Bougainvillea glabra which belongs to family Nyctagivaceae is an economically important ornamental flower in subtropical and tropical regions. As a valued ornamental shrub- vine use in landscaping is disturbed from hot sunny areas to cool damp coastal region worldwide. It is also popular as a potted plant and in hanging baskets.

Ethrel (2- chloro- ethyl phosphonic acid) is considered a potent promoting compound responsible for enhancing and advancing flowering aspects. This is attributed to its action in releasing ethylene which is responsible in activating hydrolytic and oxidative enzymes involved in degradation of chlorophylls (Leopold, 1960, Moor, 1979, Lavee, 1987;

Nooden, 1988, Prince and Cumningham, 1989, Hoyer, 1995 and Liu and Chang, 2011).

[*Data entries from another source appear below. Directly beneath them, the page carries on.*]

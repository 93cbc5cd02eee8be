//! Domain conditions as consumed by the attr resolver.
//!
//! A domain is a serialized boolean expression in prefix list form, e.g.
//! `[["state", "=", "done"]]` or `["|", ["a", "=", 1], ["b", "!=", false]]`.
//! This crate does not interpret the grammar; evaluation is delegated to a
//! [`DomainEvaluator`] supplied by the embedding application.

use std::collections::BTreeMap;

use serde::{Deserialize, Serialize};
use serde_json::Value;

/// A serialized domain, kept verbatim.
#[derive(Debug, Clone, PartialEq, Serialize, Deserialize)]
#[serde(transparent)]
pub struct Domain(Value);

impl Domain {
    pub fn new(value: Value) -> Self {
        Self(value)
    }

    pub fn as_value(&self) -> &Value {
        &self.0
    }

    /// Whether the domain carries no condition at all (`[]` or `null`).
    pub fn is_empty(&self) -> bool {
        match &self.0 {
            Value::Null => true,
            Value::Array(items) => items.is_empty(),
            _ => false,
        }
    }

    /// Compact textual form, as sent to the client.
    pub fn to_text(&self) -> String {
        self.0.to_string()
    }
}

/// Tri-state outcome of evaluating a domain against a record.
#[derive(Debug, Clone, Copy, PartialEq, Eq, Hash)]
pub enum Evaluation {
    True,
    False,
    /// The condition cannot be resolved here (e.g. it references a field
    /// that is not loaded); the client must evaluate it.
    Undetermined,
}

impl Evaluation {
    pub fn as_bool(self) -> Option<bool> {
        match self {
            Evaluation::True => Some(true),
            Evaluation::False => Some(false),
            Evaluation::Undetermined => None,
        }
    }
}

impl From<bool> for Evaluation {
    fn from(value: bool) -> Self {
        if value {
            Evaluation::True
        } else {
            Evaluation::False
        }
    }
}

/// Field values of the record currently bound to the view, keyed by
/// canonical field name.
#[derive(Debug, Clone, Default, PartialEq, Serialize, Deserialize)]
#[serde(transparent)]
pub struct RecordContext {
    values: BTreeMap<String, Value>,
}

impl RecordContext {
    pub fn new() -> Self {
        Self::default()
    }

    /// Build from a JSON object. Any other JSON value yields an empty context.
    pub fn from_json(value: Value) -> Self {
        match value {
            Value::Object(map) => Self {
                values: map.into_iter().collect(),
            },
            _ => Self::default(),
        }
    }

    pub fn with(mut self, field: impl Into<String>, value: impl Into<Value>) -> Self {
        self.values.insert(field.into(), value.into());
        self
    }

    pub fn get(&self, field: &str) -> Option<&Value> {
        self.values.get(field)
    }

    pub fn is_loaded(&self, field: &str) -> bool {
        self.values.contains_key(field)
    }

    pub fn is_empty(&self) -> bool {
        self.values.is_empty()
    }
}

/// Evaluates domains against a record. Implementations must be pure: the
/// same domain and record always give the same result.
pub trait DomainEvaluator {
    fn evaluate(&self, domain: &Domain, record: &RecordContext) -> Evaluation;
}

impl<F> DomainEvaluator for F
where
    F: Fn(&Domain, &RecordContext) -> Evaluation,
{
    fn evaluate(&self, domain: &Domain, record: &RecordContext) -> Evaluation {
        self(domain, record)
    }
}

/// Evaluator that resolves nothing: every condition stays dynamic and is
/// left for the client.
#[derive(Debug, Clone, Copy, Default)]
pub struct KeepDynamic;

impl DomainEvaluator for KeepDynamic {
    fn evaluate(&self, _domain: &Domain, _record: &RecordContext) -> Evaluation {
        Evaluation::Undetermined
    }
}
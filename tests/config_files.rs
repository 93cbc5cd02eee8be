//! The shipped config directory loads and renders.

use std::path::PathBuf;

use view_arch::{
    ConfigLoader, Domain, Evaluation, FieldMetadataProvider, KeepDynamic, ModelFields,
    ProcessorConfig, RecordContext, RelationArity, ViewProcessor, ViewTree,
};

fn config_dir() -> PathBuf {
    PathBuf::from(env!("CARGO_MANIFEST_DIR")).join("config")
}

#[test]
fn shipped_config_loads() {
    let loader = ConfigLoader::new(config_dir());
    assert_eq!(
        loader.load_processor_config().unwrap(),
        ProcessorConfig::default()
    );

    let partner = ModelFields::from_yaml_file(loader.model_path("partner")).unwrap();
    assert_eq!(partner.model(), "Partner");
    assert_eq!(
        partner.field_info("category_ids").unwrap().relation,
        RelationArity::ToMany
    );
}

#[test]
fn partner_form_renders_for_client() {
    let loader = ConfigLoader::new(config_dir());
    let partner = ModelFields::from_yaml_file(loader.model_path("partner")).unwrap();
    let arch = std::fs::read_to_string(config_dir().join("views/partner_form.xml")).unwrap();

    let processor =
        ViewProcessor::new(&partner, &partner, &KeepDynamic).with_config(ProcessorConfig::client());
    let out = processor.process(&arch, &RecordContext::new()).unwrap();
    let tree = ViewTree::parse(&out).unwrap();

    let modifiers_of = |name: &str| -> serde_json::Value {
        let id = tree
            .elements_by_tag("field")
            .into_iter()
            .find(|id| tree.element(*id).unwrap().attr("name") == Some(name))
            .unwrap();
        serde_json::from_str(tree.element(id).unwrap().attr("modifiers").unwrap()).unwrap()
    };

    assert_eq!(modifiers_of("display_name"), serde_json::json!({"readonly": true}));
    assert_eq!(modifiers_of("name"), serde_json::json!({"required": true}));
    assert_eq!(
        modifiers_of("parent_id"),
        serde_json::json!({"invisible": [["is_company", "=", true]]})
    );
    assert_eq!(
        modifiers_of("city"),
        serde_json::json!({"readonly": [["parent_id", "!=", false]]})
    );
    assert_eq!(modifiers_of("email"), serde_json::json!({"required": true}));
    assert_eq!(
        modifiers_of("create_date"),
        serde_json::json!({"readonly": true, "invisible": true})
    );
    assert!(!out.contains("attrs="));
    assert!(out.contains(r#"<label for="email"/>"#));
}

#[test]
fn record_values_resolve_conditions() {
    let loader = ConfigLoader::new(config_dir());
    let partner = ModelFields::from_yaml_file(loader.model_path("partner")).unwrap();
    let arch = std::fs::read_to_string(config_dir().join("views/partner_form.xml")).unwrap();

    let is_company = |domain: &Domain, record: &RecordContext| {
        let leaf = &domain.as_value()[0];
        match leaf[0].as_str().and_then(|f| record.get(f)) {
            Some(value) if leaf[1] == "=" => Evaluation::from(*value == leaf[2]),
            _ => Evaluation::Undetermined,
        }
    };
    let processor = ViewProcessor::new(&partner, &partner, &is_company);
    let record = RecordContext::new().with("is_company", true);
    let out = processor.process(&arch, &record).unwrap();
    assert!(out.contains(r#"<field name="parent_id" attrs="#));
    assert!(out.contains(r#"modifiers="{&quot;invisible&quot;:true}""#));
}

Magnesium is not usually applied to ornamental plants especially cut flowers as a routine matter. Magnesium is vital to the production of chlorophylls and the biosynthesis of carbohydrates as well as the stimulation and enhancement of flowering in most floriculture. The promotion on flowering due to application of magnesium is attributed to the beneficial effect of such nutrient in activating enzymes and the biosynthesis of DNA, RNA as well as increasing the uptake of phosphorus (Nijjar, 1985).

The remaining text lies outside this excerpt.